TASK DIRECTIONS:
Which of the lines below holds the string "checks"? Copy every line that does.

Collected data

++++++++++++++++++++

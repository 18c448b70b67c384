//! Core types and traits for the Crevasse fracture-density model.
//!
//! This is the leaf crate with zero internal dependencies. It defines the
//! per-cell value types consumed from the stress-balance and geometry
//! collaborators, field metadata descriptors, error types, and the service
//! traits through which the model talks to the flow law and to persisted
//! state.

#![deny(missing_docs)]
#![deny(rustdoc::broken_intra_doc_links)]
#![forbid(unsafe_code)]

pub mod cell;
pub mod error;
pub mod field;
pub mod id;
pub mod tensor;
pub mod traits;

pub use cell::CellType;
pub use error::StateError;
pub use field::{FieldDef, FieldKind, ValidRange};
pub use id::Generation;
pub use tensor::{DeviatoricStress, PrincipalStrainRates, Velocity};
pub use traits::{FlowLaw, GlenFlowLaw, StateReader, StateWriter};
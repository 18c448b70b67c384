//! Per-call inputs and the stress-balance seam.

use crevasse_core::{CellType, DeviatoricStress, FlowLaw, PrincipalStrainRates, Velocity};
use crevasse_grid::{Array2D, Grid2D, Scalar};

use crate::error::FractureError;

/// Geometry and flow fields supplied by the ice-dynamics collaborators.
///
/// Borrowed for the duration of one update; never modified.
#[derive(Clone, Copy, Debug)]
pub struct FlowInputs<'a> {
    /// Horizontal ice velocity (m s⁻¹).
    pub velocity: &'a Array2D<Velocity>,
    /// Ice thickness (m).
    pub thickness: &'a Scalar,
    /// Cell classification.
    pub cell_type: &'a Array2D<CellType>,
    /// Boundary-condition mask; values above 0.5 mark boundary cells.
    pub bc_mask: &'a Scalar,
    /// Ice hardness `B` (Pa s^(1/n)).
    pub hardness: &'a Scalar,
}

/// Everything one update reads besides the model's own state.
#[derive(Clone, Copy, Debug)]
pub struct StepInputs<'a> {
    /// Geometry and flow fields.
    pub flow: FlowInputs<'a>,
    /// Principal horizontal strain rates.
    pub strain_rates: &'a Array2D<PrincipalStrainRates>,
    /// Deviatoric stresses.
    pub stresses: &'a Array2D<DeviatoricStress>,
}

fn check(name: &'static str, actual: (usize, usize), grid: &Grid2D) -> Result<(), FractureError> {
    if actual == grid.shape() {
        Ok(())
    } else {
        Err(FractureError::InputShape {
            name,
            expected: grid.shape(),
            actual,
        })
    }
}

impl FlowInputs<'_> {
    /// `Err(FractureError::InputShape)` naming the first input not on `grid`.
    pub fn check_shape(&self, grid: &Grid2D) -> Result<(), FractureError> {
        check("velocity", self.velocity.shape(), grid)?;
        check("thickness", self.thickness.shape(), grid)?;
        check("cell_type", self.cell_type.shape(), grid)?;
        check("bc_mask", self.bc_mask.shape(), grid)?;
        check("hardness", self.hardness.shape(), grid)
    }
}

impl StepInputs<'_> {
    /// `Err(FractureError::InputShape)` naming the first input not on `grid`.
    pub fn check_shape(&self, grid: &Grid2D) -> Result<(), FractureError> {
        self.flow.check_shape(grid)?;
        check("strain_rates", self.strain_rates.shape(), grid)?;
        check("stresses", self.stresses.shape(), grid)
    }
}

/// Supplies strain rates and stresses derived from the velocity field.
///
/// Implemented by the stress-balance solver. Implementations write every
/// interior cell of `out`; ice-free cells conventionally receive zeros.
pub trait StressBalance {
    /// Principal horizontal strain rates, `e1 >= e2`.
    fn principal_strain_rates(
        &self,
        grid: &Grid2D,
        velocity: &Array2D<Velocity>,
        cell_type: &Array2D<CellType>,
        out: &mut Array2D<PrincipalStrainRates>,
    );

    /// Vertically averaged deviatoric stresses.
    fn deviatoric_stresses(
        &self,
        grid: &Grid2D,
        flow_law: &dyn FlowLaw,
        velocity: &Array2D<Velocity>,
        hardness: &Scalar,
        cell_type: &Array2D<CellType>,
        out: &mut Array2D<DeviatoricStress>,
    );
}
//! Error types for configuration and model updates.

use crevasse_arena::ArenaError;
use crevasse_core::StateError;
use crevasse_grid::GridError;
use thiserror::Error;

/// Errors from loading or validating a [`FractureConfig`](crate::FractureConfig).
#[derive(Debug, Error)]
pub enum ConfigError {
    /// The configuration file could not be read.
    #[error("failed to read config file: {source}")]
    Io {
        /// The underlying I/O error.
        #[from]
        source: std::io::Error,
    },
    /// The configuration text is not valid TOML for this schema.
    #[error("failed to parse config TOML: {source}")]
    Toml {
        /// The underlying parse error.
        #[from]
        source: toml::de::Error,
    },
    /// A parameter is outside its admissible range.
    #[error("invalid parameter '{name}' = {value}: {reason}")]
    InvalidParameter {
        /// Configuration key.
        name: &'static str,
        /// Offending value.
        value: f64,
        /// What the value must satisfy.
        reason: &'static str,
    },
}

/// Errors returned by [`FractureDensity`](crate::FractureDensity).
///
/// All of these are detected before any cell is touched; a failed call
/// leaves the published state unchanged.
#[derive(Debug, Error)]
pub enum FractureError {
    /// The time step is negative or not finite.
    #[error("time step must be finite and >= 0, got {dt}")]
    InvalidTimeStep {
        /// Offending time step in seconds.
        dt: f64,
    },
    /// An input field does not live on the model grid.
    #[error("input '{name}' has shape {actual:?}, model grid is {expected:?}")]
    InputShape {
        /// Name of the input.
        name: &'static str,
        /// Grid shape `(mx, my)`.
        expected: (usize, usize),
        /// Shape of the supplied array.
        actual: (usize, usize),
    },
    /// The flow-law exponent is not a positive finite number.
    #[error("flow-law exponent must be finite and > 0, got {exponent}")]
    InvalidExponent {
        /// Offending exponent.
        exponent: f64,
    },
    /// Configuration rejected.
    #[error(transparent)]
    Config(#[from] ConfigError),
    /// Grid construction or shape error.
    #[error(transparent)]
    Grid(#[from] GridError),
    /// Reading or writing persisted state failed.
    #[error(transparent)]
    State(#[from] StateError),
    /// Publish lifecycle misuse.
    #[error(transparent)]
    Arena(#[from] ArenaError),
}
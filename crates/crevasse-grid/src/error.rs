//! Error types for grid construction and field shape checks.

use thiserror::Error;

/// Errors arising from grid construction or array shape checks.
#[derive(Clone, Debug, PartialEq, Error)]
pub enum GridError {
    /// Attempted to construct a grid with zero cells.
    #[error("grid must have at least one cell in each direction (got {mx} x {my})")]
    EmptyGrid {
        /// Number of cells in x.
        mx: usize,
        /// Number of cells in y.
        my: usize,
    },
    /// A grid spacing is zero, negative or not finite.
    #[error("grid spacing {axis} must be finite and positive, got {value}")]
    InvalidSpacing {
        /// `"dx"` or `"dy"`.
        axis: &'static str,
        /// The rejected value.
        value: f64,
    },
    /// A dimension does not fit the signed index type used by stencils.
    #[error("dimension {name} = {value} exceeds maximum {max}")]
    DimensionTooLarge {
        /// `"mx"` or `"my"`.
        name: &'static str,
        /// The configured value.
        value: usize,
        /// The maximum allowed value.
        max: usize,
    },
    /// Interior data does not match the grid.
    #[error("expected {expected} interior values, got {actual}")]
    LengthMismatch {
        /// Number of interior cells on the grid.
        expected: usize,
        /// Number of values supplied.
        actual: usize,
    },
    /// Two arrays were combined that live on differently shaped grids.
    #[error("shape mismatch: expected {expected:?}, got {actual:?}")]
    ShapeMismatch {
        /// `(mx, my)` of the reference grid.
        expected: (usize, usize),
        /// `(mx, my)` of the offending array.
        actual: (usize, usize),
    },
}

++++++++++++++++++++

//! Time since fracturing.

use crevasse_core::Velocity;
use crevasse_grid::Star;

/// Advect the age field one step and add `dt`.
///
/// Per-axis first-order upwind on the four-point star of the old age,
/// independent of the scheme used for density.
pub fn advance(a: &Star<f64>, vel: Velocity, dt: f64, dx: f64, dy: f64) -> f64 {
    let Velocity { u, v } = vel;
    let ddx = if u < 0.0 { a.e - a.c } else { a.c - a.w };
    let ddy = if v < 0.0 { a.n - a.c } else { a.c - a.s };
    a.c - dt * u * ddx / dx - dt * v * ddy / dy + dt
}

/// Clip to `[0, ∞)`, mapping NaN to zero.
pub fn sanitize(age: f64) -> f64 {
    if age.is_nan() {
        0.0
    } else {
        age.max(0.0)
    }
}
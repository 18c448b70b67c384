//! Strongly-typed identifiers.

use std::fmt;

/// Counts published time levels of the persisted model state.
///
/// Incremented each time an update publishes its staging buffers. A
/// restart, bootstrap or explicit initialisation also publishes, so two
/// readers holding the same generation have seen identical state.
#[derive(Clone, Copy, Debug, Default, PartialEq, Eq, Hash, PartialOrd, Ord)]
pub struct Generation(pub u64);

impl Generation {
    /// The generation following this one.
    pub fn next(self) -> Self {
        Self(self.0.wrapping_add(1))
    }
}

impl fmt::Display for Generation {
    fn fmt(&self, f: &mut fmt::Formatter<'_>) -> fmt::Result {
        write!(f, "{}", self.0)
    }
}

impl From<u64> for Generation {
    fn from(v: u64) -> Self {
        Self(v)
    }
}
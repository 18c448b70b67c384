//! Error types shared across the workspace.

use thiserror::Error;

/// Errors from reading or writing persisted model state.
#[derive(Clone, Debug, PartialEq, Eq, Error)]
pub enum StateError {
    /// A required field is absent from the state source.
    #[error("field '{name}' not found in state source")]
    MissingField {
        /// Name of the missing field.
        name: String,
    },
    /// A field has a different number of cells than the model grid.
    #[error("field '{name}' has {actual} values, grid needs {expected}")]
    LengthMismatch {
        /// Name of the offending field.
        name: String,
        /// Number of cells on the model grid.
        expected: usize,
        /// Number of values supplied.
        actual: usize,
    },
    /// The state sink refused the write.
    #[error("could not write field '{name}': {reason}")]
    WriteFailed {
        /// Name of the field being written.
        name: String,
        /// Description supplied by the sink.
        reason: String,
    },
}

++++++++++++++++++++

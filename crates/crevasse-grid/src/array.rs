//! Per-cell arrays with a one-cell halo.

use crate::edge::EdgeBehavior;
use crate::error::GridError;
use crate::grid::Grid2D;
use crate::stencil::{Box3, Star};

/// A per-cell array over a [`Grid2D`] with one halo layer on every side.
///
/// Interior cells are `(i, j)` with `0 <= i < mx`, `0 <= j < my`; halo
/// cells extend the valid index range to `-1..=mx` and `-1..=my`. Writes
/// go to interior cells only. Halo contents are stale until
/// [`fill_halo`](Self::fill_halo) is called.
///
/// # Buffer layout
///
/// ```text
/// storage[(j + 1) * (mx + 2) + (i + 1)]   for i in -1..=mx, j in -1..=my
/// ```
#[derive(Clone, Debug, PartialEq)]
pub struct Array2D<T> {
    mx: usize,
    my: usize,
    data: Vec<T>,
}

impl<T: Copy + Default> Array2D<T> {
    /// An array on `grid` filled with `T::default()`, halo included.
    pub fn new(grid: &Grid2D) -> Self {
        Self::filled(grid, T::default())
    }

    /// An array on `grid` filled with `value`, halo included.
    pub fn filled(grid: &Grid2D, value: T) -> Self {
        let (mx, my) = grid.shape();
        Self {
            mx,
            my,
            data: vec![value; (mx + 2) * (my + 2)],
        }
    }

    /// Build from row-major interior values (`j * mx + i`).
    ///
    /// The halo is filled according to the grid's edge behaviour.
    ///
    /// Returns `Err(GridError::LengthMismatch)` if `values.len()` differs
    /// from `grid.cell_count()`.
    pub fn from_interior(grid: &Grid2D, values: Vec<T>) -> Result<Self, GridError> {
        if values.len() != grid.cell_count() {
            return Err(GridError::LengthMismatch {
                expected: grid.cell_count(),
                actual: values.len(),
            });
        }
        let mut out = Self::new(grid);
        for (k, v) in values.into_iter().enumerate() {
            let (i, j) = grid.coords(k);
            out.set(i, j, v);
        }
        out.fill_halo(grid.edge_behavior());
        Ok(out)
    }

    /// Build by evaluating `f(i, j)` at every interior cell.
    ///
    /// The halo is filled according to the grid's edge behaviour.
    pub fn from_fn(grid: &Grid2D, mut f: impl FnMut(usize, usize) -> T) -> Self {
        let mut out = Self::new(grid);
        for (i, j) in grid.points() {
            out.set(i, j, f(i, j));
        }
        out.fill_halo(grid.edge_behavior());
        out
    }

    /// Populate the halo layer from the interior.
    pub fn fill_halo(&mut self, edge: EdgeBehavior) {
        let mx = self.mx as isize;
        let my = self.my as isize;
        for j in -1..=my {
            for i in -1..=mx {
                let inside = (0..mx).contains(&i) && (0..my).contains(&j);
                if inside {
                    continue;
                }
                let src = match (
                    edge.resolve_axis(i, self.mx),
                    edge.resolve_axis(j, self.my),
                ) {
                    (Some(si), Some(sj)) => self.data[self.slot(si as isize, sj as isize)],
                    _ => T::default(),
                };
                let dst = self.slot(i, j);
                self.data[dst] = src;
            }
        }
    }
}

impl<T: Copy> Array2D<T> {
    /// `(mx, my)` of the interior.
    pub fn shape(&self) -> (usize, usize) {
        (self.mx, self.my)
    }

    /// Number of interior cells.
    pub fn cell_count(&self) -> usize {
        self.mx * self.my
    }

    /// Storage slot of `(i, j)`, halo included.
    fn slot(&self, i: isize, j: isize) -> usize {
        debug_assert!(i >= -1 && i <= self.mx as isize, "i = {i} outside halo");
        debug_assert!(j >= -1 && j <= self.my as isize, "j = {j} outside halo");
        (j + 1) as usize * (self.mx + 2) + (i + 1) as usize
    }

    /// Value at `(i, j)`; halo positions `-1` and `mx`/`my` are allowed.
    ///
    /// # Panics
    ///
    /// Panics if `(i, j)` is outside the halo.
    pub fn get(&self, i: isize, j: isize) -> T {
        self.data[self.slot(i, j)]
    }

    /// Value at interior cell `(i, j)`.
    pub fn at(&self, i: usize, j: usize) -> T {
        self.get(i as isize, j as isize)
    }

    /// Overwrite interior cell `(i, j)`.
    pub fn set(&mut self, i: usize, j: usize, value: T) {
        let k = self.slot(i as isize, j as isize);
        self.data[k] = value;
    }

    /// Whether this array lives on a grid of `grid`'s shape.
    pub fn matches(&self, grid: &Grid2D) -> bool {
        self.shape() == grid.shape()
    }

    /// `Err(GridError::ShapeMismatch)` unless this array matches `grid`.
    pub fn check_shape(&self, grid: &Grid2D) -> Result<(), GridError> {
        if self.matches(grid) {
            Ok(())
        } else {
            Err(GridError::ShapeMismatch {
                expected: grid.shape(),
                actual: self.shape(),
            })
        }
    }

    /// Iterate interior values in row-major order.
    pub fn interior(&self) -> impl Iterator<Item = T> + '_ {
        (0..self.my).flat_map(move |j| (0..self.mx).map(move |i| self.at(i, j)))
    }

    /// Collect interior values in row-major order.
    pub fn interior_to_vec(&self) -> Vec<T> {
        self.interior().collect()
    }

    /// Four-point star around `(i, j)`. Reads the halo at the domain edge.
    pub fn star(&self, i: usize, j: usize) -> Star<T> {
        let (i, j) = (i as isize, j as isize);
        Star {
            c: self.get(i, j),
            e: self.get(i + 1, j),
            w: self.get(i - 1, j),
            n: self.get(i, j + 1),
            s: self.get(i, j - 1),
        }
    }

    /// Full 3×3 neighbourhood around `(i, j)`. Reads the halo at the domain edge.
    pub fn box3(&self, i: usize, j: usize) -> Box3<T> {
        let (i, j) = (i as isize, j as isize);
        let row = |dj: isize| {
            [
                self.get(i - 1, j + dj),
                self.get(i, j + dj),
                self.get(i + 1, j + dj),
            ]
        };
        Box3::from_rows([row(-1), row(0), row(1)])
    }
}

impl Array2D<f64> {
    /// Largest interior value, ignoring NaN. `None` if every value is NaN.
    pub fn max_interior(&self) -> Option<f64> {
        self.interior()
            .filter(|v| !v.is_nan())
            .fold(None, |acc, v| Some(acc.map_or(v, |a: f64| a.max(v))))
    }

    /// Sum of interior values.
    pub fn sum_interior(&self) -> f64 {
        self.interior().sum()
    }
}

++++++++++++++++++++

RESPONSE TO THE TASK:
//! Error types for grid construction and field shape checks.
/// Errors arising from grid construction or array shape checks.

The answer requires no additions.